Recently for the purpose of designing new materials which will be useful for a range of applications as well as from energy and electronics to aeronautics and civil engineering, a wealth of computational tools have been produced by the team of researchers. But this process of developing has continued to depend on a combination of experience, intuition and manual literature reviews for the purpose of producing those materials.
The team of researchers is hoping that material science automation gap will be closed with the help of new artificial system which will be pore through research papers in order to deduce recipes for producing particular materials. In the field of computer and science engineering, numerous progress have been made by the computational materials scientists regarding what to make and what kinds of materials can be designed based on desired properties etc.
A database has been envisioned by the team of researchers in which those kinds of material recipes are contained which have been extracted from millions of papers. In order to realize that vision, a step forward has been taken by the researchers by developing a machine learning system that has the ability to analyze a research paper in which the material recipes have been contained in paragraphs as well as there is a classification of works in those paragraph according to their roles in recipes, names of target materials and pieces of equipment, numeric quantities, operating conditions, descriptive adjectives and the like.
It has been also demonstrated in that paper that this machine learning system has the ability to analyze the extracted data in order to infer general characteristics of classes of materials, for example: the different physical forms they will take when the fabrication condition vary. This system has been trained by the researchers by using a combination of supervised and unsupervised machine learning techniques.
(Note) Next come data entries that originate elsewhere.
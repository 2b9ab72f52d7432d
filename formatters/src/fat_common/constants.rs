// FAT on-disk constants shared by the formatter and the navigator

use static_assertions::const_assert_eq;

// Boot sector offsets
pub const BS_JMP_BOOT: usize = 0x00;
pub const BS_OEM_NAME: usize = 0x03;
pub const BPB_BYTES_PER_SEC: usize = 0x0B;
pub const BPB_SEC_PER_CLUS: usize = 0x0D;
pub const BPB_RSVD_SEC_CNT: usize = 0x0E;
pub const BPB_NUM_FATS: usize = 0x10;
pub const BPB_ROOT_ENT_CNT: usize = 0x11;
pub const BPB_TOT_SEC16: usize = 0x13;
pub const BPB_MEDIA: usize = 0x15;
pub const BPB_FAT_SZ16: usize = 0x16;
pub const BPB_SEC_PER_TRK: usize = 0x18;
pub const BPB_NUM_HEADS: usize = 0x1A;
pub const BPB_HIDD_SEC: usize = 0x1C;
pub const BPB_TOT_SEC32: usize = 0x20;

// FAT12/16 extended BPB (starts at 36)
pub const BS16_DRV_NUM: usize = 0x24;
pub const BS16_BOOT_SIG: usize = 0x26;
pub const BS16_VOL_ID: usize = 0x27;
pub const BS16_VOL_LAB: usize = 0x2B;
pub const BS16_FIL_SYS_TYPE: usize = 0x36;

// FAT32 extended BPB (starts at 36)
pub const BPB_FAT_SZ32: usize = 0x24;
pub const BPB_EXT_FLAGS: usize = 0x28;
pub const BPB_FS_VER: usize = 0x2A;
pub const BPB_ROOT_CLUS: usize = 0x2C;
pub const BPB_FS_INFO: usize = 0x30;
pub const BPB_BK_BOOT_SEC: usize = 0x32;
pub const BS32_DRV_NUM: usize = 0x40;
pub const BS32_BOOT_SIG: usize = 0x42;
pub const BS32_VOL_ID: usize = 0x43;
pub const BS32_VOL_LAB: usize = 0x47;
pub const BS32_FIL_SYS_TYPE: usize = 0x52;

// Boot sector signature
pub const BOOT_SIGNATURE: [u8; 2] = [0x55, 0xAA];
pub const BOOT_SIGNATURE_OFFSET: usize = 0x1FE;

// FSInfo sector
pub const FSINFO_LEAD_SIG: &[u8; 4] = b"RRaA";
pub const FSINFO_STRUC_SIG: &[u8; 4] = b"rrAa";
pub const FSINFO_LEAD_SIG_OFFSET: usize = 0;
pub const FSINFO_STRUC_SIG_OFFSET: usize = 484;
pub const FSINFO_FREE_COUNT: usize = 488;
pub const FSINFO_NXT_FREE: usize = 492;
pub const FSINFO_UNKNOWN: u32 = 0xFFFF_FFFF;

// Jump stubs
pub const FAT16_JUMP: [u8; 3] = [0xEB, 0x3C, 0x90];
pub const FAT32_JUMP: [u8; 3] = [0xEB, 0x58, 0x90];

// Standard values
pub const SECTOR_SIZE: usize = 512;
pub const STANDARD_BYTES_PER_SECTOR: u16 = 512;
pub const NUM_FATS: u8 = 2;
pub const MEDIA_FIXED: u8 = 0xF8;
pub const FAKE_SECTORS_PER_TRACK: u16 = 63;
pub const FAKE_NUM_HEADS: u16 = 255;
pub const DRIVE_NUMBER_HARD_DISK: u8 = 0x80;
pub const EXTENDED_BOOT_SIGNATURE: u8 = 0x29;

pub const FAT16_RESERVED_SECTORS: u16 = 1;
pub const FAT16_ROOT_ENTRIES: u16 = 512;
pub const FAT32_RESERVED_SECTORS: u16 = 32;
pub const FAT32_ROOT_CLUSTER: u32 = 2;
pub const FAT32_FS_INFO_SECTOR: u16 = 1;
pub const FAT32_BACKUP_BOOT_SECTOR: u16 = 6;

// Directory entries
pub const DIR_ENTRY_SIZE: usize = 32;
pub const DIR_ENTRY_END: u8 = 0x00;
pub const DIR_ENTRY_DELETED: u8 = 0xE5;
/// A leading 0x05 stands for a real 0xE5 name byte.
pub const DIR_ENTRY_KANJI_E5: u8 = 0x05;
pub const DIR_NAME: usize = 0;
pub const DIR_EXT: usize = 8;
pub const DIR_ATTR: usize = 11;
pub const DIR_FST_CLUS_HI: usize = 20;
pub const DIR_FST_CLUS_LO: usize = 26;
pub const DIR_FILE_SIZE: usize = 28;

const_assert_eq!(SECTOR_SIZE, STANDARD_BYTES_PER_SECTOR as usize);
const_assert_eq!(SECTOR_SIZE % DIR_ENTRY_SIZE, 0);
const_assert_eq!(BOOT_SIGNATURE_OFFSET + 2, SECTOR_SIZE);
The term “supervised” means that the training data fed to the system will be first annotated by humans when the system tries to find the correlations between the raw data and the annotations. The term “unsupervised” means that the training data is unannotated and the system according to the structural similarities learns to cluster data together as the materials recipe extraction is a new area of research.
There is a pretty small data set by machine learning standards and in order to develop it, an algorithm has been used by the researchers. With the help of this algorithm, the researchers were able for expending their training set, since the machine learning system can infer that a label attached to any given words was likely to apply to other words clustered with it.